Entre los beneficiados por su ONG está un hondureño de 33 años que migró con su hija de ocho prácticamente a cuestas. La niña tiene espina bífida y camina con mucha dificultad, así que después de cruzar el río Bravo, la cargó durante una hora hasta que se encontraron con la Patrulla Fronteriza para pedir asilo. Pero la enfermedad de la niña no fue suficiente para que hicieran una excepción y lo devolvieron a Reynosa.

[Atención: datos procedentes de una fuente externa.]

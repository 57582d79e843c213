//! 초기 스냅샷과 스트리밍 전환
//!
//! 저장된 오프셋이 없는 테이블에 대해 한 번만 실행됩니다.
//! 최대 위치 P0와 행 전체를 한 읽기 시점에서 가져오고, 스냅샷이 끝나면 P0를 스트리밍 시작점으로 저장합니다.
//! 스캔과 동시에 commit된 변경은 P0 이전이면 스냅샷에만, 이후면 스트리밍에만 나타납니다.
//! 스냅샷 이벤트 키는 (P0, 기본 키 순서의 행 번호)라서 재실행해도 같은 행은 같은 키를 가집니다.

use crate::error::{CdcError, Result};
use crate::events::{CellValue, ChangeEvent, ChangeTableDescriptor, OperationType};
use crate::offset::{Lsn, OffsetRecord};
use crate::offset_store::OffsetStore;
use crate::poller::cancellable;
use crate::sink::EventSink;
use crate::source::ChangeSource;
use crate::timestamp::Clock;
use std::sync::Arc;
use tokio_util::sync::CancellationToken;
use tracing::{debug, info};

/// 스냅샷 모드
#[derive(Debug, Clone, Copy, PartialEq, Eq, Default)]
pub enum SnapshotMode {
    /// 오프셋이 없으면 전체 행을 읽은 뒤 스트리밍
    #[default]
    Initial,
    /// 행은 읽지 않고 현재 위치부터 스트리밍
    SchemaOnly,
}

impl SnapshotMode {
    pub fn from_mode(mode: &str) -> Result<Self> {
        match mode.trim().to_ascii_lowercase().as_str() {
            "initial" => Ok(SnapshotMode::Initial),
            "schema_only" | "no_data" => Ok(SnapshotMode::SchemaOnly),
            other => Err(CdcError::ConfigError(format!("unknown snapshot mode '{}'", other))),
        }
    }
}

pub struct SnapshotCoordinator {
    source: Arc<dyn ChangeSource>,
    sink: Arc<dyn EventSink>,
    store: Arc<dyn OffsetStore>,
    clock: Arc<dyn Clock>,
    mode: SnapshotMode,
    cancel: CancellationToken,
}

impl SnapshotCoordinator {
    pub fn new(
        source: Arc<dyn ChangeSource>,
        sink: Arc<dyn EventSink>,
        store: Arc<dyn OffsetStore>,
        clock: Arc<dyn Clock>,
        mode: SnapshotMode,
        cancel: CancellationToken,
    ) -> Self {
        SnapshotCoordinator {
            source,
            sink,
            store,
            clock,
            mode,
            cancel,
        }
    }

    /// 스트리밍 시작 오프셋 결정
    ///
    /// 저장된 오프셋이 있으면 그대로 반환하고, 없으면 스냅샷 후 시드한 오프셋을 반환합니다.
    /// 스냅샷이 중간에 끊기면 오프셋을 저장하지 않으므로 다음 실행에서 처음부터 다시 합니다.
    pub async fn prepare(&self, descriptor: &ChangeTableDescriptor) -> Result<OffsetRecord> {
        let table = &descriptor.source_table;

        if let Some(offset) = self.store.load(table).await? {
            info!("Resuming {} from stored offset {}", table, offset);
            return Ok(offset);
        }

        let position = match self.mode {
            SnapshotMode::Initial => {
                let scan = cancellable(&self.cancel, self.source.snapshot(descriptor)).await?;
                info!(
                    "No offset for {}, snapshotting {} rows at position {}",
                    table,
                    scan.rows.len(),
                    scan.position
                );
                self.emit_rows(descriptor, scan.position, scan.rows).await?;
                info!("Snapshot complete for {}", table);
                scan.position
            }
            SnapshotMode::SchemaOnly => {
                let position =
                    cancellable(&self.cancel, self.source.current_max_position(descriptor)).await?;
                debug!("Snapshot mode is SchemaOnly, streaming {} from {}", table, position);
                position
            }
        };

        let offset = OffsetRecord::at_position(position);
        self.store.store(table, &offset).await?;
        Ok(offset)
    }

    async fn emit_rows(
        &self,
        descriptor: &ChangeTableDescriptor,
        position: Lsn,
        rows: Vec<Vec<CellValue>>,
    ) -> Result<()> {
        let table = &descriptor.source_table;
        for (ordinal, values) in rows.into_iter().enumerate() {
            if values.len() != descriptor.columns.len() {
                return Err(CdcError::schema_mismatch(
                    table,
                    format!(
                        "snapshot row has {} values for {} columns",
                        values.len(),
                        descriptor.columns.len()
                    ),
                ));
            }

            let after = descriptor.columns.iter().cloned().zip(values).collect();
            let event = ChangeEvent {
                op: OperationType::Read,
                table: table.clone(),
                capture_name: descriptor.capture_name.clone(),
                before: None,
                after: Some(after),
                position,
                transaction_id: None,
                sequence: ordinal as u64,
                timestamp: self.clock.now(),
                snapshot: true,
            };
            cancellable(&self.cancel, self.sink.emit(event)).await?;
        }
        Ok(())
    }
}

#[cfg(test)]
mod tests {
    use super::*;
    use crate::offset::EventKey;
    use crate::offset_store::MemoryOffsetStore;
    use crate::poller::{ChangeStreamPoller, PollerConfig};
    use crate::testing::{FakeSource, ManualClock, RecordingSink};
    use crate::timestamp::TimestampPolicy;
    use chrono::Utc;

    const CAPTURE: &str = "shop_orders";

    struct Harness {
        source: Arc<FakeSource>,
        sink: Arc<RecordingSink>,
        store: Arc<MemoryOffsetStore>,
        clock: Arc<ManualClock>,
        cancel: CancellationToken,
    }

    impl Harness {
        fn new() -> Self {
            Harness {
                source: Arc::new(FakeSource::new()),
                sink: Arc::new(RecordingSink::new()),
                store: Arc::new(MemoryOffsetStore::new()),
                clock: Arc::new(ManualClock::new(Utc::now())),
                cancel: CancellationToken::new(),
            }
        }

        fn coordinator(&self, mode: SnapshotMode) -> SnapshotCoordinator {
            SnapshotCoordinator::new(
                self.source.clone(),
                self.sink.clone(),
                self.store.clone(),
                self.clock.clone(),
                mode,
                self.cancel.clone(),
            )
        }

        fn poller(&self, start: OffsetRecord) -> ChangeStreamPoller {
            ChangeStreamPoller::new(
                Arc::new(self.source.descriptor(CAPTURE)),
                TimestampPolicy::Commit,
                PollerConfig::default(),
                self.source.clone(),
                self.sink.clone(),
                self.store.clone(),
                self.clock.clone(),
                self.cancel.clone(),
                start,
            )
        }
    }

    fn row(id: i64, name: &str) -> Vec<CellValue> {
        vec![CellValue::Int64(id), CellValue::String(name.to_string())]
    }

    #[tokio::test]
    async fn test_snapshot_seeds_offset_at_captured_position() {
        let h = Harness::new();
        h.source.seed_row(CAPTURE, row(1, "kim"));
        h.source.insert(CAPTURE, 40, 0, "tx-a", row(2, "lee"));

        let descriptor = h.source.descriptor(CAPTURE);
        let offset = h.coordinator(SnapshotMode::Initial).prepare(&descriptor).await.unwrap();

        assert_eq!(offset, OffsetRecord::at_position(Lsn::new(40)));
        assert_eq!(h.store.load("shop.orders").await.unwrap(), Some(offset));

        let events = h.sink.events();
        assert_eq!(events.len(), 2);
        assert!(events.iter().all(|e| e.op == OperationType::Read && e.snapshot));
        assert!(events.iter().all(|e| e.position == Lsn::new(40)));
        assert_eq!(events[1].sequence, 1);
    }

    #[tokio::test]
    async fn test_stored_offset_skips_snapshot() {
        let h = Harness::new();
        h.source.seed_row(CAPTURE, row(1, "kim"));
        let stored = OffsetRecord::at_event(Lsn::new(7), Some("tx".into()), 2);
        h.store.store("shop.orders", &stored).await.unwrap();

        let descriptor = h.source.descriptor(CAPTURE);
        let offset = h.coordinator(SnapshotMode::Initial).prepare(&descriptor).await.unwrap();

        assert_eq!(offset, stored);
        assert!(h.sink.events().is_empty());
        assert_eq!(h.source.snapshot_calls(), 0);
    }

    #[tokio::test]
    async fn test_schema_only_reads_no_rows() {
        let h = Harness::new();
        h.source.seed_row(CAPTURE, row(1, "kim"));
        h.source.insert(CAPTURE, 3, 0, "tx-a", row(2, "lee"));

        let descriptor = h.source.descriptor(CAPTURE);
        let offset = h
            .coordinator(SnapshotMode::SchemaOnly)
            .prepare(&descriptor)
            .await
            .unwrap();

        assert_eq!(offset, OffsetRecord::at_position(Lsn::new(3)));
        assert!(h.sink.events().is_empty());
        assert_eq!(h.source.snapshot_calls(), 0);
    }

    fn deliveries_of(events: &[ChangeEvent], id: i64) -> Vec<&ChangeEvent> {
        events
            .iter()
            .filter(|e| e.after.as_ref().map(|a| a["id"] == CellValue::Int64(id)).unwrap_or(false))
            .collect()
    }

    #[tokio::test]
    async fn test_change_committed_after_scan_streams_once() {
        let h = Harness::new();
        h.source.seed_row(CAPTURE, row(1, "kim"));
        h.source.insert(CAPTURE, 10, 0, "tx-a", row(2, "lee"));
        h.source.during_snapshot(false, |state| {
            state.insert(CAPTURE, 11, 0, "tx-late", row(3, "park"));
        });

        let descriptor = h.source.descriptor(CAPTURE);
        let offset = h.coordinator(SnapshotMode::Initial).prepare(&descriptor).await.unwrap();
        assert_eq!(offset.position, Lsn::new(10));

        let mut poller = h.poller(offset);
        poller.poll_once().await.unwrap();

        let events = h.sink.events();
        for id in 1..=3 {
            assert_eq!(deliveries_of(&events, id).len(), 1, "row {} delivered more than once", id);
        }

        let late = deliveries_of(&events, 3);
        assert_eq!(late[0].op, OperationType::Insert);
        assert!(!late[0].snapshot);
        assert_eq!(late[0].key(), EventKey::new(Lsn::new(11), 0));
        assert_eq!(h.sink.dedup_keys().len(), events.len());
    }

    #[tokio::test]
    async fn test_change_committed_before_scan_is_snapshotted_once() {
        let h = Harness::new();
        h.source.seed_row(CAPTURE, row(1, "kim"));
        h.source.insert(CAPTURE, 10, 0, "tx-a", row(2, "lee"));
        h.source.during_snapshot(true, |state| {
            state.insert(CAPTURE, 11, 0, "tx-late", row(3, "park"));
        });

        let descriptor = h.source.descriptor(CAPTURE);
        let offset = h.coordinator(SnapshotMode::Initial).prepare(&descriptor).await.unwrap();
        // 위치와 행이 같은 시점이므로 늦은 commit도 시드 위치에 포함됨
        assert_eq!(offset.position, Lsn::new(11));

        let mut poller = h.poller(offset);
        poller.poll_once().await.unwrap();

        let events = h.sink.events();
        assert_eq!(events.len(), 3);
        assert!(events.iter().all(|e| e.snapshot && e.position == Lsn::new(11)));
        for id in 1..=3 {
            assert_eq!(deliveries_of(&events, id).len(), 1, "row {} delivered more than once", id);
        }
        assert_eq!(
            h.sink.materialize()[&("shop.orders".to_string(), 3)]["name"],
            CellValue::String("park".into())
        );
    }

    #[tokio::test]
    async fn test_snapshot_ordinals_follow_key_order() {
        let h = Harness::new();
        h.source.seed_row(CAPTURE, row(30, "choi"));
        h.source.seed_row(CAPTURE, row(10, "kim"));
        h.source.seed_row(CAPTURE, row(20, "lee"));

        let descriptor = h.source.descriptor(CAPTURE);
        h.coordinator(SnapshotMode::Initial).prepare(&descriptor).await.unwrap();

        let ids: Vec<_> = h
            .sink
            .events()
            .iter()
            .map(|e| (e.sequence, e.after.as_ref().unwrap()["id"].clone()))
            .collect();
        assert_eq!(
            ids,
            vec![
                (0, CellValue::Int64(10)),
                (1, CellValue::Int64(20)),
                (2, CellValue::Int64(30)),
            ]
        );
    }

    #[tokio::test]
    async fn test_cancelled_snapshot_stores_no_offset() {
        let h = Harness::new();
        h.source.seed_row(CAPTURE, row(1, "kim"));
        h.cancel.cancel();

        let descriptor = h.source.descriptor(CAPTURE);
        let err = h
            .coordinator(SnapshotMode::Initial)
            .prepare(&descriptor)
            .await
            .unwrap_err();

        assert!(matches!(err, CdcError::Cancelled));
        assert!(h.store.load("shop.orders").await.unwrap().is_none());
    }

    #[test]
    fn test_snapshot_mode_parsing() {
        assert_eq!(SnapshotMode::from_mode("INITIAL").unwrap(), SnapshotMode::Initial);
        assert_eq!(SnapshotMode::from_mode("schema_only").unwrap(), SnapshotMode::SchemaOnly);
        assert!(SnapshotMode::from_mode("always").is_err());
    }
}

“Fue la parte más traumante de todas, que no te recuperas. Te pones a llorar mucho, quedas varado, no tienes dinero, no sabes dónde ir, no sabes en quién confiar. Creo que es la parte más dura porque tus sueños se te caen de una y no sabes qué hacer”, dice el padre. Lo que más le afectó, asegura, fue cuando el agente de la Patrulla Fronteriza se burló de él. “Se puso a reír: ‘A saber quién los engaña ustedes’, dijo. Mi país no es cualquiera. Y yo le dije: ‘No sé cómo te atreves a reírte de una niña discapacitada. ¿No sabes que atrás puede venir la tuya?’”, recuerda. Tras pasar una noche en el campamento, la ONG de Cavazos los asistió para mudarse a un apartamento donde ahora viven con otra niña hondureña con discapacidad y su madre.
Pese a todos los contratiempos, el migrante hondureño se mantiene firme en su objetivo: “Yo solo quiero mejorar la calidad de vida de ella porque, como padre, pues voy a dar hasta el último minuto en mi vida en pelea y no puedo volver para un sistema que prácticamente nos expulsó. En esto estoy concentrando todos los esfuerzos”, afirma. Mientras tanto, continúa un juego con su hija a la que le presentó el viaje a Estados Unidos como una yincana que tenían que superar juntos. “Ya está con la nostalgia de la mamá, de la hermana y eso ya está pasando factura y yo a veces no sé ni qué decir. Yo me la traje, no engañada, sino que le dije que íbamos a una aventura”.